I recently did a bulk build of pkgsrc on two similar machines; the only significant difference being extra CPU work being done on one system, and Hammer snapshots on the other. However, they’re diverging in speed over time, which is interesting but not yet conclusive. Read my post about it for more details.
A good benchmarking project would be testing Hammer with snapshots on and with snapshots off.
Taking from his AHCI work, Matthew Dillon’s working on a Silicon Image 3132 driver. An initial version is available now, though the usual caveats about a brand-new device driver apply.
Update: he’s really moving fast on this.
Hasso Tepper posted his notes on the pkgsrc-users@ mailing list about the different video modes for the Intel video driver. Version 2.7 works, but only if you use certain options.
The pkgsrc freeze is on. We should have release 2009Q2 in 2 weeks…
If you’re one of the few who has seen a ‘no local apic!’ error when booting, Sepherosa Ziehau’s recent commit may have a fix for that. He asks for testers, though he cautions to do it without APIC_IO in your kernel config.
Matthew Dillon is relentlessly adding to his AHCI work, with a new status report summing up the speed and stability improvements. The driver will probably end up in the next DragonFly release.
Matthew Dillon has initial support in for port multipliers, along with other AHCI work. It’s not ready for production yet, and he lists the various issues going on, including a need for a different way to mount disks – AHCI changes devicenames from ‘ad’ to ‘da’, which can be a hassle.

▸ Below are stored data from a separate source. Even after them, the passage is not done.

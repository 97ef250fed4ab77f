// Copyright 2025 the Understory Authors
// SPDX-License-Identifier: Apache-2.0 OR MIT

// After you edit the crate's doc comment, run this command, then check README.md for any missing links
// cargo rdme --workspace-project=understory_calendar --heading-base-level=0

//! Understory Calendar: date focus, grid navigation, and range selection.
//!
//! Dates are [`chrono::NaiveDate`] values. The crate has three layers:
//!
//! - [`CalendarState`]: the focused date, the visible months, and the
//!   `min_value`/`max_value` bounds. Moving focus out of view pages the
//!   visible range.
//! - [`CalendarGridDelegate`]: a
//!   [`KeyboardDelegate`](understory_collection::KeyboardDelegate) over the day
//!   grid (weeks as rows, right-to-left aware).
//! - [`RangeCalendarState`]: two-click range selection that refuses to span
//!   unavailable dates unless told otherwise.
//!
//! ## Range selection around an unavailable day
//!
//! ```rust
//! use chrono::NaiveDate;
//! use understory_calendar::{CalendarProps, DateRange, RangeCalendarProps, RangeCalendarState};
//!
//! let day = |d| NaiveDate::from_ymd_opt(2024, 1, d).unwrap();
//! let booked = day(15);
//! let mut state = RangeCalendarState::new(RangeCalendarProps::new(
//!     CalendarProps::default().with_bounds(Some(day(1)), Some(day(31))),
//! ))
//! .with_date_unavailable(move |date| date == booked);
//!
//! state.select_date(day(10));
//! assert_eq!(state.anchor_date(), Some(day(10)));
//!
//! // The 15th is booked, so the range stops the day before.
//! state.select_date(day(20));
//! assert_eq!(state.value(), Some(DateRange::new(day(10), day(14))));
//! assert_eq!(state.anchor_date(), None);
//! ```
//!
//! Unlike the other Understory selection crates this one requires `std`, since
//! the calendar falls back to the local date when nothing else seeds focus.

mod calendar;
mod date;
mod grid_delegate;
mod range;

pub use calendar::{CalendarProps, CalendarState, UnavailablePredicate};
pub use date::DateRange;
pub use grid_delegate::CalendarGridDelegate;
pub use range::{RangeCalendarProps, RangeCalendarState, ValidationState};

Update: hot-swap support, too.
Update update: parallel scans for speed.
The freeze for pkgsrc’s 2009Q2 release starts this Sunday, the 14th. The 2009Q2 release should follow two weeks afterwards, which will be very close to the time of the next planned DragonFly release. (2.4, in case you weren’t counting.)

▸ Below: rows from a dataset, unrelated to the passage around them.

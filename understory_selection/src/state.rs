// Copyright 2025 the Understory Authors
// SPDX-License-Identifier: Apache-2.0 OR MIT

//! Selection and focus state for one collection.

use core::fmt;
use core::hash::Hash;

use hashbrown::HashSet;

use crate::controllable::Controllable;
use crate::{DisabledBehavior, FocusStrategy, SelectedKeys, SelectionBehavior, SelectionMode};

/// Initial configuration for a [`MultipleSelectionState`].
///
/// Defaults: no selection, toggle behavior, disabled keys block everything,
/// empty selections allowed, duplicate change events suppressed.
#[derive(Clone, Debug)]
#[cfg_attr(feature = "serde", derive(serde::Serialize, serde::Deserialize))]
#[cfg_attr(
    feature = "serde",
    serde(
        default,
        bound(
            serialize = "K: serde::Serialize + Eq + Hash",
            deserialize = "K: serde::Deserialize<'de> + Eq + Hash"
        )
    )
)]
pub struct MultipleSelectionProps<K> {
    /// How many items may be selected.
    pub selection_mode: SelectionMode,
    /// Behavior of unmodified selection gestures.
    pub selection_behavior: SelectionBehavior,
    /// Reject changes that would empty a non-empty selection.
    pub disallow_empty_selection: bool,
    /// Emit a change even when the new selection equals the current one.
    pub allow_duplicate_selection_events: bool,
    /// What disabled keys block.
    pub disabled_behavior: DisabledBehavior,
    /// Host-owned selection. `Some` makes the selection controlled.
    pub selected_keys: Option<SelectedKeys<K>>,
    /// Starting selection in uncontrolled mode.
    pub default_selected_keys: Option<SelectedKeys<K>>,
    /// Keys excluded from interaction.
    pub disabled_keys: HashSet<K>,
}

impl<K> Default for MultipleSelectionProps<K> {
    fn default() -> Self {
        Self {
            selection_mode: SelectionMode::None,
            selection_behavior: SelectionBehavior::Toggle,
            disallow_empty_selection: false,
            allow_duplicate_selection_events: false,
            disabled_behavior: DisabledBehavior::All,
            selected_keys: None,
            default_selected_keys: None,
            disabled_keys: HashSet::new(),
        }
    }
}

impl<K: Eq + Hash> MultipleSelectionProps<K> {
    /// Creates props with the given selection mode and all other defaults.
    #[must_use]
    pub fn new(selection_mode: SelectionMode) -> Self {
        Self {
            selection_mode,
            ..Self::default()
        }
    }

    /// Sets the selection behavior.
    #[must_use]
    pub fn with_selection_behavior(mut self, behavior: SelectionBehavior) -> Self {
        self.selection_behavior = behavior;
        self
    }

    /// Sets whether emptying a non-empty selection is rejected.
    #[must_use]
    pub fn with_disallow_empty_selection(mut self, disallow: bool) -> Self {
        self.disallow_empty_selection = disallow;
        self
    }

    /// Sets whether equal selections still emit change events.
    #[must_use]
    pub fn with_allow_duplicate_selection_events(mut self, allow: bool) -> Self {
        self.allow_duplicate_selection_events = allow;
        self
    }

    /// Sets what disabled keys block.
    #[must_use]
    pub fn with_disabled_behavior(mut self, behavior: DisabledBehavior) -> Self {
        self.disabled_behavior = behavior;
        self
    }

    /// Makes the selection controlled by the host.
    #[must_use]
    pub fn with_selected_keys(mut self, keys: impl Into<SelectedKeys<K>>) -> Self {
        self.selected_keys = Some(keys.into());
        self
    }

    /// Sets the starting selection for uncontrolled mode.
    #[must_use]
    pub fn with_default_selected_keys(mut self, keys: impl Into<SelectedKeys<K>>) -> Self {
        self.default_selected_keys = Some(keys.into());
        self
    }

    /// Sets the disabled keys.
    #[must_use]
    pub fn with_disabled_keys(mut self, keys: impl IntoIterator<Item = K>) -> Self {
        self.disabled_keys = keys.into_iter().collect();
        self
    }
}

/// Selection and focus state for a collection.
///
/// This is the storage layer. It knows nothing about the items themselves;
/// [`SelectionManager`](crate::SelectionManager) combines it with a
/// [`Collection`](understory_collection::Collection) to implement the actual
/// selection gestures.
///
/// All writes to the selection go through [`set_selected_keys`], which
/// suppresses no-op changes (unless configured otherwise) and reconciles the
/// selection behavior afterwards.
///
/// [`set_selected_keys`]: Self::set_selected_keys
pub struct MultipleSelectionState<K> {
    selection_mode: SelectionMode,
    disallow_empty_selection: bool,
    allow_duplicate_selection_events: bool,
    disabled_behavior: DisabledBehavior,
    disabled_keys: HashSet<K>,
    /// Behavior requested by the host.
    selection_behavior_prop: SelectionBehavior,
    /// Behavior in effect; may temporarily differ from the prop.
    selection_behavior: SelectionBehavior,
    selected_keys: Controllable<SelectedKeys<K>>,
    is_focused: bool,
    focused_key: Option<K>,
    child_focus_strategy: FocusStrategy,
}

impl<K: fmt::Debug> fmt::Debug for MultipleSelectionState<K> {
    fn fmt(&self, f: &mut fmt::Formatter<'_>) -> fmt::Result {
        f.debug_struct("MultipleSelectionState")
            .field("selection_mode", &self.selection_mode)
            .field("selection_behavior", &self.selection_behavior)
            .field("disallow_empty_selection", &self.disallow_empty_selection)
            .field("disabled_behavior", &self.disabled_behavior)
            .field("disabled_keys", &self.disabled_keys)
            .field("selected_keys", &self.selected_keys)
            .field("is_focused", &self.is_focused)
            .field("focused_key", &self.focused_key)
            .field("child_focus_strategy", &self.child_focus_strategy)
            .finish_non_exhaustive()
    }
}

impl<K> MultipleSelectionState<K>
where
    K: Clone + Eq + Hash,
{
    /// Creates state from `props`.
    ///
    /// Whether the selection is controlled is decided here by
    /// `props.selected_keys`.
    pub fn new(props: MultipleSelectionProps<K>) -> Self {
        let default_keys = props.default_selected_keys.unwrap_or_default();
        Self {
            selection_mode: props.selection_mode,
            disallow_empty_selection: props.disallow_empty_selection,
            allow_duplicate_selection_events: props.allow_duplicate_selection_events,
            disabled_behavior: props.disabled_behavior,
            disabled_keys: props.disabled_keys,
            selection_behavior_prop: props.selection_behavior,
            selection_behavior: props.selection_behavior,
            selected_keys: Controllable::new(props.selected_keys, default_keys),
            is_focused: false,
            focused_key: None,
            child_focus_strategy: FocusStrategy::First,
        }
    }

    /// Returns this state with a selection change callback installed.
    #[must_use]
    pub fn with_on_selection_change(
        mut self,
        on_change: impl FnMut(&SelectedKeys<K>) + 'static,
    ) -> Self {
        self.selected_keys.set_on_change(on_change);
        self
    }

    /// Installs or replaces the selection change callback.
    pub fn set_on_selection_change(&mut self, on_change: impl FnMut(&SelectedKeys<K>) + 'static) {
        self.selected_keys.set_on_change(on_change);
    }

    /// Returns the selection mode.
    #[must_use]
    pub fn selection_mode(&self) -> SelectionMode {
        self.selection_mode
    }

    /// Returns the behavior currently in effect.
    #[must_use]
    pub fn selection_behavior(&self) -> SelectionBehavior {
        self.selection_behavior
    }

    /// Returns whether emptying a non-empty selection is rejected.
    #[must_use]
    pub fn disallow_empty_selection(&self) -> bool {
        self.disallow_empty_selection
    }

    /// Returns whether equal selections still emit change events.
    #[must_use]
    pub fn allow_duplicate_selection_events(&self) -> bool {
        self.allow_duplicate_selection_events
    }

    /// Returns what disabled keys block.
    #[must_use]
    pub fn disabled_behavior(&self) -> DisabledBehavior {
        self.disabled_behavior
    }

    /// Returns the disabled keys.
    #[must_use]
    pub fn disabled_keys(&self) -> &HashSet<K> {
        &self.disabled_keys
    }

    /// Returns the effective selection, preferring the controlled value.
    #[must_use]
    pub fn selected_keys(&self) -> &SelectedKeys<K> {
        self.selected_keys.get()
    }

    /// Returns `true` if the host controls the selection.
    #[must_use]
    pub fn is_controlled(&self) -> bool {
        self.selected_keys.is_controlled()
    }

    /// Returns whether the collection has focus.
    #[must_use]
    pub fn is_focused(&self) -> bool {
        self.is_focused
    }

    /// Returns the focused key, if any.
    #[must_use]
    pub fn focused_key(&self) -> Option<&K> {
        self.focused_key.as_ref()
    }

    /// Returns which child of the focused item should receive focus.
    #[must_use]
    pub fn child_focus_strategy(&self) -> FocusStrategy {
        self.child_focus_strategy
    }

    /// Sets whether the collection has focus.
    pub fn set_focused(&mut self, is_focused: bool) {
        self.is_focused = is_focused;
    }

    /// Sets the focused key and the strategy for focusing its children.
    pub fn set_focused_key(&mut self, key: Option<K>, child_focus_strategy: FocusStrategy) {
        self.child_focus_strategy = child_focus_strategy;
        self.focused_key = key;
    }

    /// Sets the behavior in effect without touching the host's prop.
    pub fn set_selection_behavior(&mut self, behavior: SelectionBehavior) {
        self.selection_behavior = behavior;
    }

    /// Replaces the selection.
    ///
    /// Returns `true` if the change was accepted and reported. Nothing is
    /// stored in [`SelectionMode::None`]. Equal selections are dropped unless
    /// duplicate events are allowed.
    pub fn set_selected_keys(&mut self, keys: impl Into<SelectedKeys<K>>) -> bool {
        if self.selection_mode == SelectionMode::None {
            log::trace!("selection change ignored in selection mode none");
            return false;
        }
        let keys = keys.into();
        if !self.allow_duplicate_selection_events && keys == *self.selected_keys.get() {
            log::trace!("selection unchanged; change event suppressed");
            return false;
        }

        self.selected_keys.set(keys);
        self.reconcile_selection_behavior();
        true
    }

    /// Pushes a new host-controlled selection, or `None` to stop controlling.
    pub fn set_controlled_selected_keys(&mut self, keys: Option<SelectedKeys<K>>) {
        self.selected_keys.set_controlled(keys);
        self.reconcile_selection_behavior();
    }

    /// Updates the selection mode.
    pub fn set_selection_mode(&mut self, mode: SelectionMode) {
        self.selection_mode = mode;
    }

    /// Updates the host's selection behavior prop; the effective behavior follows it.
    pub fn set_selection_behavior_prop(&mut self, behavior: SelectionBehavior) {
        self.selection_behavior_prop = behavior;
        self.selection_behavior = behavior;
    }

    /// Updates whether emptying a non-empty selection is rejected.
    pub fn set_disallow_empty_selection(&mut self, disallow: bool) {
        self.disallow_empty_selection = disallow;
    }

    /// Updates whether equal selections still emit change events.
    pub fn set_allow_duplicate_selection_events(&mut self, allow: bool) {
        self.allow_duplicate_selection_events = allow;
    }

    /// Updates what disabled keys block.
    pub fn set_disabled_behavior(&mut self, behavior: DisabledBehavior) {
        self.disabled_behavior = behavior;
    }

    /// Replaces the disabled keys.
    pub fn set_disabled_keys(&mut self, keys: impl IntoIterator<Item = K>) {
        self.disabled_keys = keys.into_iter().collect();
    }

    /// Falls back from a temporary toggle behavior (for example after a
    /// long-press on touch) once the selection is emptied.
    fn reconcile_selection_behavior(&mut self) {
        if self.selection_behavior_prop == SelectionBehavior::Replace
            && self.selection_behavior == SelectionBehavior::Toggle
            && matches!(self.selected_keys.get(), SelectedKeys::Keys(s) if s.is_empty())
        {
            log::debug!("selection emptied; selection behavior reverts to replace");
            self.selection_behavior = SelectionBehavior::Replace;
        }
    }
}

I’ve just finished a new build of the 2009Q1 packages for DragonFly 2.2, and it’s available on http://avalon.dragonflybsd.org/packages – setting BINPKG_SITES or using pkg_chk can get you these latest versions.
I plan to have a 2009Q2 package set for DragonFly 2.4 as soon as possible after release.
Sascha Wildner has posted a patch that makes it very easy to switch out the compiler used to build DragonFly. This builds on earlier work from Alex Hornung.
This should make it into the base system. Everyone’s looking at compilers that aren’t gcc these days, it seems.
The pkg_radd(1) and pkg_search(1) utilities defaulted to pkgbox.dragonflybsd.org. They’ve been switched (by me) to point at avalon.dragonflybsd.org, which has much more bandwidth.
Matthew Dillon’s added AHCI as a kernel module, and has directions for testing. It’s not done, but he has basic hot-plug support in, among other things.
I’ve been posting a lot of “hey test this new technology” items, lately. That’s good. Since I haven’t done it already, here’s a description of AHCI.
Sepherosa Ziehau has added support for various power states on AMD Phenom and Turion-series processors. He has some specific notes that mention there’s more processor family support on the way. Good news for anyone with an AMD-based laptop.
Alex Hornung posted a summary of how his work on devfs is going, and Jordan Gordeev posted a summary of how much AMD64 is functional.
If you want to try either one (warning: many parts still broken!), use a vkernel for the devfs so a physical system doesn’t get broken. There’s build instructions for pulling together AMD64 DragonFly.
Update: manual instructions for AMD64, too.
Dru Lavigne’s excellent book ‘BSD Hacks’ is available at Scribd, and a chunk of it is readable through the preview at that site. A good chunk of what’s in there applies to DragonFly.
My copy is sitting on the shelf near by, inbetween ‘Perl Best Practices‘ and ‘The Mythical Man-Month‘.
The DragonFly mirror at dragonflybsd.kiev.ua went down due to hard drive failure some time ago, but it has returned. It’s an honest-to-goodness DragonFly system now too, I think. It’s (re)listed on the mirrors page.
As Hasso Tepper says, please don’t bring in any major changes until after DragonFly’s 2.4 release. This is mostly for the benefit of pkgsrc, so that we can have as complete a working set of packages as possible at release time. 2.4 will probably be in July.
While asking some questions, Alex Hornung let drop some of the details of his Summer of Code devfs project. Sounds like he’s making good progress.
Huawei modems, often available as USB attachments, have been problematic on DragonFly. However, it looks like it’s fixed. (I dont have one to test.) There’s a lot of names involved, so I’ll just point to the commit message.
When DragonFly was moving away from CVS, the votes were split pretty evenly between Git and Mercurial. DragonFly went to Git, but it’s apparently now possible to use Mercurial with a Git repository.